SUPPLIED MATERIAL:
>>

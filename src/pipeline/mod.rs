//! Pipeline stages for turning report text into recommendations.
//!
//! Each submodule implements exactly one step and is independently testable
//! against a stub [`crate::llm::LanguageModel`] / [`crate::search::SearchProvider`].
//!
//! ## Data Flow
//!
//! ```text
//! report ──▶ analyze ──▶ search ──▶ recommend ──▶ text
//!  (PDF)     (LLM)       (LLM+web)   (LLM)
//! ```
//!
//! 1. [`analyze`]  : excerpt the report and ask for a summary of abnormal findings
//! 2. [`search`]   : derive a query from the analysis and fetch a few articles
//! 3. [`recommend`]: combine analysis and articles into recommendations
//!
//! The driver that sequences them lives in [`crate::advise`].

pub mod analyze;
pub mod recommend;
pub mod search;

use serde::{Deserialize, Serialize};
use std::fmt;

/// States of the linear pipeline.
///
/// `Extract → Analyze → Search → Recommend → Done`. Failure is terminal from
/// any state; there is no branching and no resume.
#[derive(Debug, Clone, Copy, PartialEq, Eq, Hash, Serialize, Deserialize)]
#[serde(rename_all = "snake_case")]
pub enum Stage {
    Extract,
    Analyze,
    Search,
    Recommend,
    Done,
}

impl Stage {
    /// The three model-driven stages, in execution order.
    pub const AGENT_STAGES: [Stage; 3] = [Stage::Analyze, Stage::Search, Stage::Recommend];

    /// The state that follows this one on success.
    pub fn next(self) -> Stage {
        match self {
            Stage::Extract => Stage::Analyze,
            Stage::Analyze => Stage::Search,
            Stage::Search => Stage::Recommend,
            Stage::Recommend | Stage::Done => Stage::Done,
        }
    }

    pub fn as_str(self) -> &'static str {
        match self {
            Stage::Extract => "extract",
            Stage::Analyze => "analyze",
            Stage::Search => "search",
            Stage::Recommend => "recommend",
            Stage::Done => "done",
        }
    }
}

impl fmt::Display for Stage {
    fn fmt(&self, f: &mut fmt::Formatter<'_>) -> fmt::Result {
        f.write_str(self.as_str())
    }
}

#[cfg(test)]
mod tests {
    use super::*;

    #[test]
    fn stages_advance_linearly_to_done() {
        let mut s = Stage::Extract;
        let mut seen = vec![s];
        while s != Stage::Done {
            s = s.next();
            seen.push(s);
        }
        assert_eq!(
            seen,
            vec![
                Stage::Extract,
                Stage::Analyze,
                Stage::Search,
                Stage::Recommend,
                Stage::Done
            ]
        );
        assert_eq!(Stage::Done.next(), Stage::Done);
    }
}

<<

TASK REQUIREMENTS:
This exercise needs each record retyped exactly as shown.

EXERCISE RESPONSE:
filename src/pipeline/mod.rs
//! Pipeline stages for turning report text into recommendations.
//!
//! Each submodule implements exactly one step and is independently testable
//! against a stub [`crate::llm::LanguageModel`] / [`crate::search::SearchProvider`].
//!
//! ## Data Flow
//!
//! ```text
//! report ──▶ analyze ──▶ search ──▶ recommend ──▶ text
//!  (PDF)     (LLM)       (LLM+web)   (LLM)
//! ```
//!
//! 1. [`analyze`]  : excerpt the report and ask for a summary of abnormal findings
//! 2. [`search`]   : derive a query from the analysis and fetch a few articles
//! 3. [`recommend`]: combine analysis and articles into recommendations
//!
//! The driver that sequences them lives in [`crate::advise`].

pub mod analyze;
pub mod recommend;
pub mod search;

use serde::{Deserialize, Serialize};
use std::fmt;

/// States of the linear pipeline.
///
/// `Extract → Analyze → Search → Recommend → Done`. Failure is terminal from
/// any state; there is no branching and no resume.
#[derive(Debug, Clone, Copy, PartialEq, Eq, Hash, Serialize, Deserialize)]
#[serde(rename_all = "snake_case")]
pub enum Stage {
    Extract,
    Analyze,
    Search,
    Recommend,
    Done,
}

impl Stage {
    /// The three model-driven stages, in execution order.
    pub const AGENT_STAGES: [Stage; 3] = [Stage::Analyze, Stage::Search, Stage::Recommend];

    /// The state that follows this one on success.
    pub fn next(self) -> Stage {
        match self {
            Stage::Extract => Stage::Analyze,
            Stage::Analyze => Stage::Search,
            Stage::Search => Stage::Recommend,
            Stage::Recommend | Stage::Done => Stage::Done,
        }
    }

    pub fn as_str(self) -> &'static str {
        match self {
            Stage::Extract => "extract",
            Stage::Analyze => "analyze",
            Stage::Search => "search",
            Stage::Recommend => "recommend",
            Stage::Done => "done",
        }
    }
}

impl fmt::Display for Stage {
    fn fmt(&self, f: &mut fmt::Formatter<'_>) -> fmt::Result {
        f.write_str(self.as_str())
    }
}

#[cfg(test)]
mod tests {
    use super::*;

    #[test]
    fn stages_advance_linearly_to_done() {
        let mut s = Stage::Extract;
        let mut seen = vec![s];
        while s != Stage::Done {
            s = s.next();
            seen.push(s);
        }
        assert_eq!(
            seen,
            vec![
                Stage::Extract,
                Stage::Analyze,
                Stage::Search,
                Stage::Recommend,
                Stage::Done
            ]
        );
        assert_eq!(Stage::Done.next(), Stage::Done);
    }
}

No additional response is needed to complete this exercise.